Saved entries —
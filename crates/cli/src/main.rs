use anyhow::anyhow;
use clap::Parser;
use ferrous_lookup_application::use_cases::{DnsQuerying, DnsService};
use ferrous_lookup_domain::{CliOverrides, Config, Message, QueryRequest};
use ferrous_lookup_infrastructure::UdpTransportFactory;
use std::sync::Arc;
use std::time::{Duration, Instant};
use tokio::runtime::Handle;
use tracing::{debug, info};

mod bootstrap;
mod output;

#[derive(Parser)]
#[command(name = "ferrous-lookup")]
#[command(version)]
#[command(about = "Ferrous Lookup - one-shot DNS queries over UDP")]
struct Cli {
    /// Domain name to query
    domain: String,

    /// Record type (A, AAAA, TXT, MX, CNAME, NS, PTR, TYPEnn, ...)
    #[arg(short = 't', long = "type", value_name = "TYPE")]
    record_type: Option<String>,

    /// Name server host or IP address
    #[arg(short = 's', long, value_name = "HOST")]
    server: Option<String>,

    /// Name server port
    #[arg(short = 'p', long)]
    port: Option<u16>,

    /// Transaction ID, decimal or 0x-prefixed hex
    #[arg(long, value_name = "ID", value_parser = parse_transaction_id)]
    id: Option<u16>,

    /// Query timeout in milliseconds (0 waits forever)
    #[arg(long, value_name = "MS")]
    timeout: Option<u64>,

    /// Configuration file path
    #[arg(short = 'c', long, value_name = "FILE")]
    config: Option<String>,

    /// Log level (trace, debug, info, warn, error)
    #[arg(long)]
    log_level: Option<String>,

    /// Print the response as JSON
    #[arg(long)]
    json: bool,
}

fn parse_transaction_id(s: &str) -> Result<u16, String> {
    let parsed = match s.strip_prefix("0x").or_else(|| s.strip_prefix("0X")) {
        Some(hex) => u16::from_str_radix(hex, 16),
        None => s.parse::<u16>(),
    };
    parsed.map_err(|e| format!("invalid transaction ID '{}': {}", s, e))
}

#[tokio::main]
async fn main() -> anyhow::Result<()> {
    let cli = Cli::parse();

    let cli_overrides = CliOverrides {
        host: cli.server.clone(),
        port: cli.port,
        record_type: cli.record_type.clone(),
        timeout_ms: cli.timeout,
        transaction_id: cli.id,
        log_level: cli.log_level.clone(),
    };

    let config = bootstrap::load_config(cli.config.as_deref(), cli_overrides)?;

    bootstrap::init_logging(&config);

    debug!("Starting Ferrous Lookup v{}", env!("CARGO_PKG_VERSION"));

    let request = build_request(&cli.domain, &config)?;
    let service = DnsService::new(Arc::new(UdpTransportFactory::new(Handle::current())));

    info!(
        server = %request.endpoint,
        domain = %request.domain,
        record_type = %request.record_type,
        "Querying"
    );

    let started = Instant::now();
    let message = run_query(&service, request.clone(), config.resolver.timeout_ms).await?;
    let elapsed = started.elapsed();

    if cli.json {
        println!("{}", output::render_json(&request, &message, elapsed)?);
    } else {
        print!("{}", output::render_text(&request, &message, elapsed));
    }

    message.ensure_success()?;
    Ok(())
}

fn build_request(domain: &str, config: &Config) -> anyhow::Result<QueryRequest> {
    let record_type = config.record_type()?;
    Ok(QueryRequest::parse(domain)?
        .with_endpoint(config.resolver.endpoint())
        .with_record_type(record_type)
        .with_transaction_id(config.resolver.transaction_id))
}

async fn run_query(
    service: &DnsService,
    request: QueryRequest,
    timeout_ms: u64,
) -> anyhow::Result<Message> {
    let server = request.endpoint.clone();
    let context = Handle::current();
    let lookup = service.lookup(request, &context);

    if timeout_ms == 0 {
        return Ok(lookup.await?);
    }

    // Dropping the lookup on timeout cancels the query.
    let message = tokio::time::timeout(Duration::from_millis(timeout_ms), lookup)
        .await
        .map_err(|_| anyhow!("No response from {} within {} ms", server, timeout_ms))??;
    Ok(message)
}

Assignment — Reprint the data above from the opening line to the line holding "#[arg(short = 't', long", inclusive, and nothing else.

The answer —
filename crates/cli/src/main.rs
use anyhow::anyhow;
use clap::Parser;
use ferrous_lookup_application::use_cases::{DnsQuerying, DnsService};
use ferrous_lookup_domain::{CliOverrides, Config, Message, QueryRequest};
use ferrous_lookup_infrastructure::UdpTransportFactory;
use std::sync::Arc;
use std::time::{Duration, Instant};
use tokio::runtime::Handle;
use tracing::{debug, info};

mod bootstrap;
mod output;

#[derive(Parser)]
#[command(name = "ferrous-lookup")]
#[command(version)]
#[command(about = "Ferrous Lookup - one-shot DNS queries over UDP")]
struct Cli {
    /// Domain name to query
    domain: String,

    /// Record type (A, AAAA, TXT, MX, CNAME, NS, PTR, TYPEnn, ...)
    #[arg(short = 't', long = "type", value_name = "TYPE")]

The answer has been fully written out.